Однако из ощущения неудовлетворенности в кругу близких к Курако людей не делали политических выводов. Политически мыслящих людей в юзовской группе учеников Курако почти не было. И все же в интимной обстановке Курако заговаривал иногда о революции.

Однажды Курако, англичанин Флод и инженер Казарновский поехали за город. Они захватили охотничьи ружья. Курако замечательно стрелял. Подброшенную спичечную коробку он простреливал на лету. Он заставил стрелять и Казарновского, не державшего никогда ружья в руках.

— Вам нужно, — говорил Курако, — непременно научиться стрелять. Нам еще придется делать революцию.

Еще в годы ссылки перед Курако не раз вставал вопрос: продолжать революционную борьбу в качестве подпольщика или вернуться к домнам. Нет сомнения, что в ссылке он соприкасался с профессиональными революционерами, по пути которых мог пойти. Он выбрал другое. Страсть доменщика оказалась сильнее.

Однако эта же страстная любовь к доменному делу, мечта о совершенной доменной печи, об огромных механизированных заводах вновь толкала его к революций.
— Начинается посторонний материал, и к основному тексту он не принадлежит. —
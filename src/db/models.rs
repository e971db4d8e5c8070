// Data models: Rust structs that map to cache rows.
//
// Kept apart from the queries so other modules can use them without
// depending on rusqlite directly.

use chrono::{DateTime, Utc};
use serde::{Deserialize, Serialize};

/// A cached corpus, serialized.
#[derive(Debug, Clone)]
pub struct CachedCorpus {
    pub key: String,
    pub fingerprint: String,
    pub record_count: i64,
    pub skipped_count: i64,
    pub assignment_count: i64,
    pub corpus_json: String,
    pub built_at: DateTime<Utc>,
}

/// A cache row without its payload, for listings.
#[derive(Debug, Clone, Serialize, Deserialize)]
pub struct CacheEntry {
    pub key: String,
    pub fingerprint: String,
    pub record_count: i64,
    pub skipped_count: i64,
    pub assignment_count: i64,
    pub built_at: DateTime<Utc>,
    /// Size of the serialized corpus in bytes
    pub payload_bytes: i64,
}

impl CacheEntry {
    /// The cached roots, one per line of the key.
    pub fn roots(&self) -> Vec<&str> {
        self.key.lines().collect()
    }
}

/// How a corpus was obtained.
#[derive(Debug, Clone, Copy, PartialEq, Eq, Serialize, Deserialize)]
#[serde(rename_all = "snake_case")]
pub enum CacheOutcome {
    /// Fingerprint matched; the stored corpus was used
    Hit,
    /// No entry for these roots
    Miss,
    /// An entry existed but the files changed
    Stale,
    /// Rebuild requested by the caller
    Refreshed,
    /// Caching is turned off
    Bypassed,
}

impl std::fmt::Display for CacheOutcome {
    fn fmt(&self, f: &mut std::fmt::Formatter<'_>) -> std::fmt::Result {
        let s = match self {
            CacheOutcome::Hit => "cache hit",
            CacheOutcome::Miss => "cache miss",
            CacheOutcome::Stale => "cache stale",
            CacheOutcome::Refreshed => "refreshed",
            CacheOutcome::Bypassed => "cache bypassed",
        };
        write!(f, "{s}")
    }
}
Курако много раз убеждался, что при капитализме ему не удастся осуществить своих замыслов.

Нередко он с ненавистью восклицал:

— Эту проклятую стену мне, по-видимому, никогда не прошибить! Сколько бы я ни дрался с хозяевами за механизацию, из этого ничего не выйдет: они властелины, а я только порчу себе кровь. С каким наслаждением я задушил бы собственными руками этих толстосумов!

Казалось бы, убедившись в невозможности осуществить свою мечту в старой России, Курако должен был посвятить всего себя делу революции. Но нет! Уйти от доменных печей он не мог.
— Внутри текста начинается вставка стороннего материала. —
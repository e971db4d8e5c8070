// The fixed English stop-word set.
//
// Taken from the `stop-words` crate's English list. Each entry is also
// stored with its apostrophes removed, because normalization turns
// "don't" into "dont" before the stop-word check runs.

use std::collections::HashSet;
use std::sync::LazyLock;

use stop_words::{get, LANGUAGE};

static STOP_WORDS: LazyLock<HashSet<String>> = LazyLock::new(|| {
    let mut set = HashSet::new();
    for word in get(LANGUAGE::English).iter().map(|s| s.to_string()) {
        let lower = word.to_lowercase();
        let stripped: String = lower.chars().filter(|c| !is_apostrophe(*c)).collect();
        if !stripped.is_empty() {
            set.insert(stripped);
        }
        set.insert(lower);
    }
    set
});

/// Whether `word` (already lower-cased) is a stop word.
pub fn is_stop_word(word: &str) -> bool {
    STOP_WORDS.contains(word)
}

/// The whole set as a sorted list, for libraries that take one.
pub fn word_list() -> Vec<String> {
    let mut words: Vec<String> = STOP_WORDS.iter().cloned().collect();
    words.sort_unstable();
    words
}

/// Number of entries in the stop-word set.
pub fn len() -> usize {
    STOP_WORDS.len()
}

pub(crate) fn is_apostrophe(c: char) -> bool {
    matches!(c, '\'' | '\u{2019}' | '\u{2018}')
}
// Lexicon sentiment scorer.
//
// Each sentiment-bearing word carries a fixed polarity. An intensifier right
// before a word scales it, a negator in the few tokens before it flips and
// dampens it. The text's polarity is the mean over the words that carried
// any sentiment.

use std::collections::HashMap;
use std::sync::LazyLock;

use super::traits::SentimentScorer;
use crate::text::stopwords::is_apostrophe;

const POLARITY: &[(&str, f64)] = &[
    // positive
    ("amazing", 0.6),
    ("awesome", 1.0),
    ("beautiful", 0.85),
    ("best", 1.0),
    ("better", 0.5),
    ("brilliant", 0.9),
    ("clean", 0.37),
    ("clear", 0.1),
    ("comfortable", 0.4),
    ("confident", 0.5),
    ("cool", 0.35),
    ("easier", 0.4),
    ("easy", 0.43),
    ("effective", 0.6),
    ("elegant", 0.6),
    ("enjoy", 0.4),
    ("enjoyable", 0.4),
    ("enjoyed", 0.4),
    ("excellent", 1.0),
    ("excited", 0.38),
    ("exciting", 0.3),
    ("fantastic", 0.4),
    ("fascinating", 0.6),
    ("fine", 0.42),
    ("fun", 0.3),
    ("glad", 0.5),
    ("good", 0.7),
    ("great", 0.8),
    ("happy", 0.8),
    ("helpful", 0.5),
    ("impressive", 1.0),
    ("interesting", 0.5),
    ("like", 0.2),
    ("liked", 0.6),
    ("love", 0.5),
    ("loved", 0.7),
    ("lucky", 0.33),
    ("nice", 0.6),
    ("perfect", 1.0),
    ("pleasant", 0.73),
    ("pleased", 0.5),
    ("powerful", 0.3),
    ("proud", 0.8),
    ("rewarding", 0.5),
    ("satisfied", 0.5),
    ("satisfying", 0.5),
    ("simple", 0.2),
    ("smooth", 0.4),
    ("straightforward", 0.4),
    ("success", 0.3),
    ("successful", 0.75),
    ("successfully", 0.75),
    ("useful", 0.3),
    ("valuable", 0.4),
    ("well", 0.3),
    ("wonderful", 1.0),
    ("worked", 0.2),
    // negative
    ("annoying", -0.8),
    ("anxious", -0.25),
    ("awful", -1.0),
    ("bad", -0.7),
    ("boring", -1.0),
    ("broken", -0.4),
    ("challenging", -0.1),
    ("confused", -0.4),
    ("confusing", -0.3),
    ("difficult", -0.5),
    ("disappointed", -0.75),
    ("disappointing", -0.6),
    ("dislike", -0.5),
    ("failed", -0.5),
    ("frustrated", -0.7),
    ("frustrating", -0.4),
    ("hard", -0.3),
    ("harder", -0.35),
    ("hate", -0.8),
    ("hated", -0.9),
    ("horrible", -1.0),
    ("impossible", -0.67),
    ("lost", -0.2),
    ("messy", -0.4),
    ("painful", -0.7),
    ("poor", -0.4),
    ("sad", -0.5),
    ("slow", -0.3),
    ("stressed", -0.5),
    ("stressful", -0.6),
    ("stuck", -0.4),
    ("struggle", -0.3),
    ("struggled", -0.4),
    ("terrible", -1.0),
    ("tedious", -0.5),
    ("tired", -0.4),
    ("tough", -0.39),
    ("ugly", -0.7),
    ("unclear", -0.3),
    ("unhappy", -0.6),
    ("useless", -0.5),
    ("worse", -0.4),
    ("worst", -1.0),
    ("wrong", -0.5),
];

const INTENSIFIERS: &[(&str, f64)] = &[
    ("very", 1.3),
    ("really", 1.3),
    ("so", 1.3),
    ("pretty", 1.3),
    ("super", 1.4),
    ("highly", 1.4),
    ("incredibly", 1.5),
    ("extremely", 1.5),
    ("totally", 1.5),
    ("completely", 1.6),
    ("absolutely", 1.8),
    ("most", 2.0),
];

const NEGATORS: &[&str] = &[
    "not", "no", "never", "nothing", "neither", "nor", "hardly", "without", "dont", "doesnt",
    "didnt", "cant", "cannot", "couldnt", "wont", "wouldnt", "isnt", "wasnt", "arent", "werent",
    "havent", "hasnt", "shouldnt",
];

/// Multiplier applied to a negated sentiment word.
const NEGATION_FACTOR: f64 = -0.5;

static LEXICON: LazyLock<HashMap<&'static str, f64>> =
    LazyLock::new(|| POLARITY.iter().copied().collect());

static INTENSITY: LazyLock<HashMap<&'static str, f64>> =
    LazyLock::new(|| INTENSIFIERS.iter().copied().collect());

/// Lexicon-based polarity scorer.
#[derive(Debug, Clone)]
pub struct LexiconScorer {
    /// How many tokens before a sentiment word a negator still applies
    pub negation_window: usize,
}

impl Default for LexiconScorer {
    fn default() -> Self {
        Self { negation_window: 2 }
    }
}

impl LexiconScorer {
    /// Polarity of a single word, or `None` if it carries no sentiment.
    pub fn word_polarity(word: &str) -> Option<f64> {
        LEXICON.get(word).copied()
    }
}

impl SentimentScorer for LexiconScorer {
    fn polarity(&self, text: &str) -> f64 {
        let words = words(text);
        let mut total = 0.0;
        let mut scored = 0usize;

        for (i, word) in words.iter().enumerate() {
            let Some(mut value) = Self::word_polarity(word) else {
                continue;
            };

            if i > 0 {
                if let Some(factor) = INTENSITY.get(words[i - 1].as_str()) {
                    value *= factor;
                }
            }

            let window_start = i.saturating_sub(self.negation_window);
            if words[window_start..i]
                .iter()
                .any(|w| NEGATORS.contains(&w.as_str()))
            {
                value *= NEGATION_FACTOR;
            }

            total += value.clamp(-1.0, 1.0);
            scored += 1;
        }

        if scored == 0 {
            return 0.0;
        }
        (total / scored as f64).clamp(-1.0, 1.0)
    }
}

/// Lower-cased words of raw text. Apostrophes are dropped so contractions
/// like "didn't" match the negator list.
fn words(text: &str) -> Vec<String> {
    let cleaned: String = text
        .chars()
        .filter(|c| !is_apostrophe(*c))
        .flat_map(char::to_lowercase)
        .map(|c| if c.is_alphanumeric() { c } else { ' ' })
        .collect();
    cleaned.split_whitespace().map(str::to_string).collect()
}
Могучая страсть доменщика, составлявшая его силу, приводила одновременно к некоторой слабости в области мировоззрения, к известного рода слепоте в социальных вопросах.
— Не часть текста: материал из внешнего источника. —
// Canonical student pairs.
//
// A pair is stored with its two ids in lexicographic order, so (a, b) and
// (b, a) are the same key and a student is never paired with itself.

use std::fmt;

use serde::{Deserialize, Serialize};

#[derive(Debug, Clone, PartialEq, Eq, PartialOrd, Ord, Hash, Serialize, Deserialize)]
pub struct StudentPair {
    pub first: String,
    pub second: String,
}

impl StudentPair {
    /// Build the canonical pair for two students. Returns `None` for a
    /// self-pair.
    pub fn new(a: impl Into<String>, b: impl Into<String>) -> Option<Self> {
        let (a, b) = (a.into(), b.into());
        match a.cmp(&b) {
            std::cmp::Ordering::Less => Some(Self { first: a, second: b }),
            std::cmp::Ordering::Greater => Some(Self { first: b, second: a }),
            std::cmp::Ordering::Equal => None,
        }
    }

    pub fn contains(&self, student: &str) -> bool {
        self.first == student || self.second == student
    }
}

impl fmt::Display for StudentPair {
    fn fmt(&self, f: &mut fmt::Formatter<'_>) -> fmt::Result {
        write!(f, "{} / {}", self.first, self.second)
    }
}

/// Every unordered pair of distinct students, in sorted order.
pub fn canonical_pairs<S: AsRef<str>>(students: &[S]) -> Vec<StudentPair> {
    let mut ids: Vec<&str> = students.iter().map(AsRef::as_ref).collect();
    ids.sort_unstable();
    ids.dedup();

    let mut pairs = Vec::with_capacity(ids.len() * ids.len().saturating_sub(1) / 2);
    for (i, a) in ids.iter().enumerate() {
        for b in &ids[i + 1..] {
            pairs.push(StudentPair {
                first: a.to_string(),
                second: b.to_string(),
            });
        }
    }
    pairs
}
// Text normalization and tokenization.
//
// Every analysis works from the same canonical text: lower-cased, stripped
// of punctuation and markdown syntax, stop words removed. Both functions are
// pure, so anything derived from their output can be cached safely.

pub mod normalize;
pub mod stopwords;

pub use normalize::{normalize, tokenize, Tokenizer};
О мировоззрении Курако, о его философии в юзовский период можно найти некоторые следы в воспоминаниях М. В. Луговцова: «Курако приходил иногда к нам домой, и мы вели длиннейшие разговоры на отвлеченные темы. Он любил философствовать, склонен был к этому и я. Нужно сказать, что в то время у российской интеллигенции было довольно смутное представление о роли работников промышленности. Исключение составляли редкие люди, вроде Менделеева. Если бы в то время я увидал в газете наименование завода или рудника, то это было бы что-то из ряда вон выходящее. О чем угодно можно было читать в газетах и в литературе, но только не о промышленности. А раз так, то создавалось впечатление, что люди мы второстепенные, малозначащие, занимающиеся каким-то неважным для общества делом. А для Курако промышленность была основой основ, он говорил, что забойщик или горновой — это творцы культуры. Для него было ясно, что доменщик, хотя пребывает в неизвестности, хотя газеты о нем не пишут и литература его не трогает, — большой герой, и во всяком случае одно из главных колес, во всей машине. Я и раньше приходил к этим мыслям, но Курако был первый человек, мысли которого обо всем этом совпали с моими. Конечно, он формулировал это гораздо ярче, убедительнее, чем я. Для нас казалось несомненным, что мы, люди, делающие чугун, — это пуп земли. В разговорах с Курако я стал глубже понимать, что такое ценность труда, первичная, самодовлеющая ценность. Под влиянием Курако я научился смотреть на свое дело, как на большое служение людям, народу, культуре. Такая примерно, философия складывалась в наших разговорах».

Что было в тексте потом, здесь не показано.